● ACTIVITY:
What number of lines in the entries hold the string "AssetError"? Answer with it alone.
▼
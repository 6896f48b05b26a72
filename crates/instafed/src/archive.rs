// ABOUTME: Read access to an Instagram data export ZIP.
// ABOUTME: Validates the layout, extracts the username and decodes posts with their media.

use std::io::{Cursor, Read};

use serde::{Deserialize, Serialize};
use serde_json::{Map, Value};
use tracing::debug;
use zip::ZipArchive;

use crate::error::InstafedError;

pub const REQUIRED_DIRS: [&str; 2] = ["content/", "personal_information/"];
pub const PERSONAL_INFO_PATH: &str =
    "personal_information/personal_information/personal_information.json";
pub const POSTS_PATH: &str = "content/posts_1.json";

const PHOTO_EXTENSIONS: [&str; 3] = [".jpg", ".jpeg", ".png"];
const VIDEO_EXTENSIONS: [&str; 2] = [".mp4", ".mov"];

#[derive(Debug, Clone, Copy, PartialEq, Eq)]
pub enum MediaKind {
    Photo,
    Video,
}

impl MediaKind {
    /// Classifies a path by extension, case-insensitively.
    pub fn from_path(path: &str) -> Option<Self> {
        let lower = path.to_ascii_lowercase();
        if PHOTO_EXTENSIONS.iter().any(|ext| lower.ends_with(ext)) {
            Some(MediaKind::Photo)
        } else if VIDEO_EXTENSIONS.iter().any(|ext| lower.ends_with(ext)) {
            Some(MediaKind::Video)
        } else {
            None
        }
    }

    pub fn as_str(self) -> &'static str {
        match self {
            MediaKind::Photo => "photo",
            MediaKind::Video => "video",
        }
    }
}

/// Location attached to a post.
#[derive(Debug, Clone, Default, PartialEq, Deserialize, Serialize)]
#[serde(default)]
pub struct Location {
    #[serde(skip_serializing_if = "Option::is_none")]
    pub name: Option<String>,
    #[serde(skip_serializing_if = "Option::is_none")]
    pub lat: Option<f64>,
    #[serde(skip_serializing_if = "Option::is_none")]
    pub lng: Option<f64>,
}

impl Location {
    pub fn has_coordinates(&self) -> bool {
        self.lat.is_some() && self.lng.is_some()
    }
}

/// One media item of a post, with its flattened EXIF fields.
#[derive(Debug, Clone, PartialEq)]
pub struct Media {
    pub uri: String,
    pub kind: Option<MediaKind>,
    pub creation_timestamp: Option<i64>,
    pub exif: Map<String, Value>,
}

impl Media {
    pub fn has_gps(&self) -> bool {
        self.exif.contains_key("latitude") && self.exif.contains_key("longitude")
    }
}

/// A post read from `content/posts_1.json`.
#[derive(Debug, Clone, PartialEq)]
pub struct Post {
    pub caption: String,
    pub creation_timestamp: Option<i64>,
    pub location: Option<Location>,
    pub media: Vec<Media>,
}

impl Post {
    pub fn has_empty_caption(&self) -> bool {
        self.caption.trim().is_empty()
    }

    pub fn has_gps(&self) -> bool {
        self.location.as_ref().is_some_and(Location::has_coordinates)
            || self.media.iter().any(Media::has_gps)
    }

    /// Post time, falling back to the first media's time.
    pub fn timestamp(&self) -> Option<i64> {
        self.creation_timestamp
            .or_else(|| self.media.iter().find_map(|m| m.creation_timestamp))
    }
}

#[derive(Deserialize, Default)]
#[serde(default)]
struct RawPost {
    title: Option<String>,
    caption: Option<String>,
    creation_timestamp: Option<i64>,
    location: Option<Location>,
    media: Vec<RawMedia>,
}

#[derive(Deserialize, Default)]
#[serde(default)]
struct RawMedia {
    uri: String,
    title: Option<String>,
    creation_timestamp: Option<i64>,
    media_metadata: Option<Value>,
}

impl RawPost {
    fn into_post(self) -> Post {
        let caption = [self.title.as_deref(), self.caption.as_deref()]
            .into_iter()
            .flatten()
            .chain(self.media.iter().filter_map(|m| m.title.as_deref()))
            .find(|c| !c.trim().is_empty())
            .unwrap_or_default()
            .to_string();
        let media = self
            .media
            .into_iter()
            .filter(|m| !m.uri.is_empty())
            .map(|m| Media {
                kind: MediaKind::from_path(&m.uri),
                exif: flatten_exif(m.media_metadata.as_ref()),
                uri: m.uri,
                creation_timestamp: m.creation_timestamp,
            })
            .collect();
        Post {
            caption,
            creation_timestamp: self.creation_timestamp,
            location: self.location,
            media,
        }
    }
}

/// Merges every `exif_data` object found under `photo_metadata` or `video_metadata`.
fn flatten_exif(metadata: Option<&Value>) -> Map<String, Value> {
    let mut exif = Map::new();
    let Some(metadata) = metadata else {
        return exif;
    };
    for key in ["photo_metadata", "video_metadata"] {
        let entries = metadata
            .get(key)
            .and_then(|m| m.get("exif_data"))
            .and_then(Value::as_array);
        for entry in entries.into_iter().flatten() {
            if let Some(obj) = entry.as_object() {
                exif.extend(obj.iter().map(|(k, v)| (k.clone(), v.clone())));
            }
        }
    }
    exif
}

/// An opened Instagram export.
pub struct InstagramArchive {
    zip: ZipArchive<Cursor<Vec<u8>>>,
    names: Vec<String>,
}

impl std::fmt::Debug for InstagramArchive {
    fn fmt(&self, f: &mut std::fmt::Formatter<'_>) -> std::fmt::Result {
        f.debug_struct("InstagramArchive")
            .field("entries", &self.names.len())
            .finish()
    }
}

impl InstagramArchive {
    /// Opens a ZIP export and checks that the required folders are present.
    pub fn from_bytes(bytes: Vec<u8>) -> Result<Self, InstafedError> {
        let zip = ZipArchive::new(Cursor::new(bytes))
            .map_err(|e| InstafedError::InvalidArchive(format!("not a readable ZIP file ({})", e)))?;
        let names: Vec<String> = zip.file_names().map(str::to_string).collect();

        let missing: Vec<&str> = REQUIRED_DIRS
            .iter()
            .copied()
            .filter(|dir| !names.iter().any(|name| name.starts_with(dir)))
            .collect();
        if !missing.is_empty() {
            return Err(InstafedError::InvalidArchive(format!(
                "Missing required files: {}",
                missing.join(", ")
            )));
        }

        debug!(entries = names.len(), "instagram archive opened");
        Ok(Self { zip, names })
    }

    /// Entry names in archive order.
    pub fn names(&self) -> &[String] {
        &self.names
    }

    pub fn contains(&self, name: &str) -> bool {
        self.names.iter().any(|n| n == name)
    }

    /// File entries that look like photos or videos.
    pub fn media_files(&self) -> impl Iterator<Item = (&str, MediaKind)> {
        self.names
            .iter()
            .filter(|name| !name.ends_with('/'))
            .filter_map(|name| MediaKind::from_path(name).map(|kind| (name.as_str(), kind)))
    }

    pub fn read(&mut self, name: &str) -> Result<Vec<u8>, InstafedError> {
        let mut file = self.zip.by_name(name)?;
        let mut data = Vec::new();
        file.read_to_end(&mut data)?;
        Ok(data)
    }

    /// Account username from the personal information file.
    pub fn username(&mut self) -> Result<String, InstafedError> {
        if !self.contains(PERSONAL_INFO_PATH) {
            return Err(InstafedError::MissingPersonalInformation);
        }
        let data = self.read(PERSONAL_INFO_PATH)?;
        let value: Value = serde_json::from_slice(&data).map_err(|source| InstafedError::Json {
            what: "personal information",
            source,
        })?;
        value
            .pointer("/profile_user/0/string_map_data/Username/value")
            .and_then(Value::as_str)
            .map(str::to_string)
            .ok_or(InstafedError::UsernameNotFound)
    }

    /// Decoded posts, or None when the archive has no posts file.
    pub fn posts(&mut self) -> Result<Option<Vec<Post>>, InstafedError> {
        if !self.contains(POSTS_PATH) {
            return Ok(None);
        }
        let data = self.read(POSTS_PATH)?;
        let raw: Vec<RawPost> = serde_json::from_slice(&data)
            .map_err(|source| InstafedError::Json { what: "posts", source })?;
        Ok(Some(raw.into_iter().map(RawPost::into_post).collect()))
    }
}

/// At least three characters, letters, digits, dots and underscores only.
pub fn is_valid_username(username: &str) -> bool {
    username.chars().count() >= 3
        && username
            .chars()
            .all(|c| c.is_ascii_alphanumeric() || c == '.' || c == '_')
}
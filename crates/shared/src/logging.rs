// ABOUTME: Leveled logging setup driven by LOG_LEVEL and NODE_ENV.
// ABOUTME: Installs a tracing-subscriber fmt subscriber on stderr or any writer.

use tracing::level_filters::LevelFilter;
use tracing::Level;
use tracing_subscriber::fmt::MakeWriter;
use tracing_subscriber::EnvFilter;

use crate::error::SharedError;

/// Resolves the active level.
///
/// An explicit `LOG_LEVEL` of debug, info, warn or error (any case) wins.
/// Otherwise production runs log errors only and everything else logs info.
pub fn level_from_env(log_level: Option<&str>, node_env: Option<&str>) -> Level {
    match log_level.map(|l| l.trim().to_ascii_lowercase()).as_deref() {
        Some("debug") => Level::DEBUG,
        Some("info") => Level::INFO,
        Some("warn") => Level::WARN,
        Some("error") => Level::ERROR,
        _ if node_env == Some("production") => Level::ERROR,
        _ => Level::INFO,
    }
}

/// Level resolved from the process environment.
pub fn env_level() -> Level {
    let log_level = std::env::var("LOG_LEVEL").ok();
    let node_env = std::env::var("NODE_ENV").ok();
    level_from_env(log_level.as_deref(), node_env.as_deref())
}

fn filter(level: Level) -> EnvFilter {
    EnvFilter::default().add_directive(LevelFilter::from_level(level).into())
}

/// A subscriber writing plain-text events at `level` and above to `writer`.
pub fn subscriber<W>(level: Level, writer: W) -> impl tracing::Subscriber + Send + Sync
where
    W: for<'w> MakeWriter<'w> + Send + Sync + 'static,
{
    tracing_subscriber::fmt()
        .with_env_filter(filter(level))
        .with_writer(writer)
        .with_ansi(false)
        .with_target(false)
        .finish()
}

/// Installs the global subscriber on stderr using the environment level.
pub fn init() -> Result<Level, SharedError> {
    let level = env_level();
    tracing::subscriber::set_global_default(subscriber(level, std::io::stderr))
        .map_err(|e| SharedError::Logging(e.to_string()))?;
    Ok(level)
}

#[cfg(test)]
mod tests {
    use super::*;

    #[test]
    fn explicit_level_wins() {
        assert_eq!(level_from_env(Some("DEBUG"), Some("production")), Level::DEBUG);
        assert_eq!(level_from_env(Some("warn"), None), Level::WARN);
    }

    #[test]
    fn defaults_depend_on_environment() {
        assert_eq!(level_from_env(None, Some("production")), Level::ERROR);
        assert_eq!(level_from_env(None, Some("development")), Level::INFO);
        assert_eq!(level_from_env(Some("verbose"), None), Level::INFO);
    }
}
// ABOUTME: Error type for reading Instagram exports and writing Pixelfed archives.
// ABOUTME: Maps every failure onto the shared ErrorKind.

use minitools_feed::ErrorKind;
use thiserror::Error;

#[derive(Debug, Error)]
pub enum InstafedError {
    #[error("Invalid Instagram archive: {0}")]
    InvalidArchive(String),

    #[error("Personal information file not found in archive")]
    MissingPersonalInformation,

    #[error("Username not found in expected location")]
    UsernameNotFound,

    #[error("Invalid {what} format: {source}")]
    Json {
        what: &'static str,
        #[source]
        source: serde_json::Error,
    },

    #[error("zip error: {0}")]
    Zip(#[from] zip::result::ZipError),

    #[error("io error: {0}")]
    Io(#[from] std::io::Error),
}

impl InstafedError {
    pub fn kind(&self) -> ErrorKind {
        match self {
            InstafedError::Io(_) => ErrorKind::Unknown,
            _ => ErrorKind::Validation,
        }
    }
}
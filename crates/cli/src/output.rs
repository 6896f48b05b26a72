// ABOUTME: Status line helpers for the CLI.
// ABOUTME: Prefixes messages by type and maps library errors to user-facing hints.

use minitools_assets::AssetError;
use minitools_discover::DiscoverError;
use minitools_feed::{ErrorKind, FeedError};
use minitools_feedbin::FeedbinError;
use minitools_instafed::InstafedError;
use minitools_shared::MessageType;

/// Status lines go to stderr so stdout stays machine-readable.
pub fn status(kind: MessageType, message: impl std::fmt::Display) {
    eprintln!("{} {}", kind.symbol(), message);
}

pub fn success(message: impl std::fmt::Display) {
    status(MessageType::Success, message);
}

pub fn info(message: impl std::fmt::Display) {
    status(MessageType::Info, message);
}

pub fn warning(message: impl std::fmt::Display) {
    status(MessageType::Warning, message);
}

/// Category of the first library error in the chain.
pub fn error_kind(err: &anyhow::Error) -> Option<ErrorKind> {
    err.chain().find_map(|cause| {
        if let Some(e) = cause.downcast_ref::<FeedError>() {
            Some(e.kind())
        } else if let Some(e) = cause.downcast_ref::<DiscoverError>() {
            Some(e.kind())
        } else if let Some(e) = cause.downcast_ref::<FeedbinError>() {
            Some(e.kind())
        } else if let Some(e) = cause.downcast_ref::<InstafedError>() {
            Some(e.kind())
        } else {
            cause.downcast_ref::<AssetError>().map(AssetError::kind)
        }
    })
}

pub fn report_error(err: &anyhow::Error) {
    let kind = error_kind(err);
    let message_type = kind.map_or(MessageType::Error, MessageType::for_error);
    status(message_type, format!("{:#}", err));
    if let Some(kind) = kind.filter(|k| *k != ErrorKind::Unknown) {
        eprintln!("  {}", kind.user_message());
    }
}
▲
● ANSWER TO THIS TASK:
2